Not because anxiety is unfamiliar to many women, but because it was unfamiliar to me. Prior to this phase of life, I had never really experienced anxiety in any significant way, so when it began showing up, it felt unsettling.

More than the symptoms themselves, I think what felt most disorienting was the sense of not quite recognising myself. Feeling wired for no obvious reason. Waking in the early hours unable to settle. Feeling emotionally more reactive than usual, or noticing a kind of internal agitation that simply hadn’t been part of my experience before.

 

Why Perimenopausal Anxiety Happens and Why Qigong Can Help

If you’ve found yourself navigating something similar, particularly if anxiety was never previously part of your story, you’ll likely understand exactly what I mean. Perimenopausal anxiety can feel especially unsettling when it arrives as something entirely unfamiliar.

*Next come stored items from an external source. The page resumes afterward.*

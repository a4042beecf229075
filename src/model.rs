// 🧩 Puzzle Model
// Records, categories and the diagnostics produced while parsing them

use chrono::NaiveDate;
use serde::{Deserialize, Serialize};

/// Number of categories in a complete puzzle
pub const CATEGORIES_PER_RECORD: usize = 4;

/// Number of words in a complete category
pub const WORDS_PER_CATEGORY: usize = 4;

// ============================================================================
// RECORD + CATEGORY
// ============================================================================

/// Category - One named grouping of words within a puzzle
#[derive(Debug, Clone, PartialEq, Eq, Serialize, Deserialize)]
pub struct Category {
    pub name: String,
    /// Zero-based position within the record, in header order
    pub rank: usize,
    pub words: Vec<String>,
}

impl Category {
    pub fn new(name: impl Into<String>, rank: usize, words: Vec<String>) -> Self {
        Category {
            name: name.into(),
            rank,
            words,
        }
    }

    pub fn is_complete(&self) -> bool {
        self.words.len() == WORDS_PER_CATEGORY
    }
}

/// Record - One day's puzzle, accepted only with 4 categories × 4 words
#[derive(Debug, Clone, PartialEq, Eq, Serialize, Deserialize)]
pub struct Record {
    /// Serialized as YYYY-MM-DD
    pub record_date: NaiveDate,
    /// Puzzle number taken from the `#NNN` marker
    pub record_id: u32,
    pub categories: Vec<Category>,
}

impl Record {
    pub fn new(record_date: NaiveDate, record_id: u32, categories: Vec<Category>) -> Self {
        Record {
            record_date,
            record_id,
            categories,
        }
    }

    /// Canonical YYYY-MM-DD form of the date
    pub fn date_key(&self) -> String {
        self.record_date.format("%Y-%m-%d").to_string()
    }

    pub fn is_complete(&self) -> bool {
        self.categories.len() == CATEGORIES_PER_RECORD
            && self.categories.iter().all(Category::is_complete)
    }

    /// All words of the puzzle, in category then word order
    pub fn words(&self) -> impl Iterator<Item = &str> {
        self.categories
            .iter()
            .flat_map(|c| c.words.iter().map(String::as_str))
    }

    /// Case-insensitive substring match over category names and words
    pub fn matches(&self, term: &str) -> bool {
        let needle = term.to_lowercase();
        self.categories.iter().any(|c| {
            c.name.to_lowercase().contains(&needle)
                || c.words.iter().any(|w| w.to_lowercase().contains(&needle))
        })
    }
}

// ============================================================================
// DIAGNOSTICS
// ============================================================================

#[derive(Debug, Clone, Copy, PartialEq, Eq, Serialize, Deserialize)]
pub enum DiagnosticKind {
    /// Line matched no recognised shape
    Noise,
    /// Word line (or header) with no owning category/record
    OrphanWords,
    /// Record sealed with the wrong number of categories or words
    IncompleteRecord,
    /// Date text could not be normalised
    InvalidDate,
    /// Puzzle number could not be read
    InvalidId,
}

impl DiagnosticKind {
    pub fn code(&self) -> &str {
        match self {
            DiagnosticKind::Noise => "noise",
            DiagnosticKind::OrphanWords => "orphan-words",
            DiagnosticKind::IncompleteRecord => "incomplete-record",
            DiagnosticKind::InvalidDate => "invalid-date",
            DiagnosticKind::InvalidId => "invalid-id",
        }
    }
}

/// Diagnostic - Non-fatal note about a line or record that was not accepted
#[derive(Debug, Clone, PartialEq, Eq, Serialize, Deserialize)]
pub struct Diagnostic {
    /// 1-based source line (record-start line for record-level notes)
    pub line: Option<usize>,
    pub kind: DiagnosticKind,
    pub message: String,
}

impl Diagnostic {
    pub fn new(kind: DiagnosticKind, message: impl Into<String>) -> Self {
        Diagnostic {
            line: None,
            kind,
            message: message.into(),
        }
    }

    /// Builder pattern: attach source line number
    pub fn at_line(mut self, line: usize) -> Self {
        self.line = Some(line);
        self
    }
}

impl std::fmt::Display for Diagnostic {
    fn fmt(&self, f: &mut std::fmt::Formatter<'_>) -> std::fmt::Result {
        match self.line {
            Some(line) => write!(f, "line {}: [{}] {}", line, self.kind.code(), self.message),
            None => write!(f, "[{}] {}", self.kind.code(), self.message),
        }
    }
}

/// ParseOutcome - Accepted records plus everything that was not
#[derive(Debug, Clone, Default, Serialize, Deserialize)]
pub struct ParseOutcome {
    pub records: Vec<Record>,
    pub diagnostics: Vec<Diagnostic>,
}

impl ParseOutcome {
    pub fn summary(&self) -> String {
        format!(
            "{} records accepted, {} diagnostics",
            self.records.len(),
            self.diagnostics.len()
        )
    }

    pub fn diagnostics_of(&self, kind: DiagnosticKind) -> impl Iterator<Item = &Diagnostic> {
        self.diagnostics.iter().filter(move |d| d.kind == kind)
    }
}

#[cfg(test)]
mod tests {
    use super::*;

    fn sample_record() -> Record {
        let cats = (0..4)
            .map(|i| {
                Category::new(
                    format!("Group {}", i),
                    i,
                    vec!["Apple".into(), "Pear".into(), "Plum".into(), "Fig".into()],
                )
            })
            .collect();
        Record::new(NaiveDate::from_ymd_opt(2025, 7, 31).unwrap(), 781, cats)
    }

    #[test]
    fn test_record_date_key() {
        assert_eq!(sample_record().date_key(), "2025-07-31");
    }

    #[test]
    fn test_record_serializes_date_as_iso() {
        let json = serde_json::to_value(sample_record()).unwrap();
        assert_eq!(json["record_date"], "2025-07-31");
        assert_eq!(json["categories"][2]["rank"], 2);
    }

    #[test]
    fn test_record_matches_case_insensitive() {
        let record = sample_record();
        assert!(record.matches("pear"));
        assert!(record.matches("group 3"));
        assert!(!record.matches("banana"));
    }

    #[test]
    fn test_diagnostic_display() {
        let d = Diagnostic::new(DiagnosticKind::Noise, "unrecognised line").at_line(12);
        assert_eq!(d.to_string(), "line 12: [noise] unrecognised line");
    }
}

Perimenopause brings significant internal change. Hormones are shifting, yes, but alongside that sleep can become disrupted, metabolism changes, nervous system regulation can feel more difficult, stress can hit harder, energy levels become less predictable and emotional steadiness can feel harder to access.

It’s a lot.

And yet the broader conversation around anxiety still tends to frame it as though it’s simply something we need to mentally manage better.

Think differently. Calm down. Stress less. Who has ever relaxed from being told to relax?

The reality is that during this phase of life, women’s bodies are moving through a profound physiological and psychological transition. A true rite of passage. In some Oriental Medicine traditions, this phase is referred to as a second spring. Not as a decline, but as a meaningful transition into a different phase of life that asks for a different kind of relationship with ourselves.

Everything I’ve described is part of why practices like Qigong can be so supportive during this phase.

Not because Qigong is a quick fix, and certainly not because perimenopause is something that needs to be fought against or solved. But because Qigong works directly with the body, the breath, the nervous system and our internal state. It offers a way of working with what is happening, rather than trying to override it.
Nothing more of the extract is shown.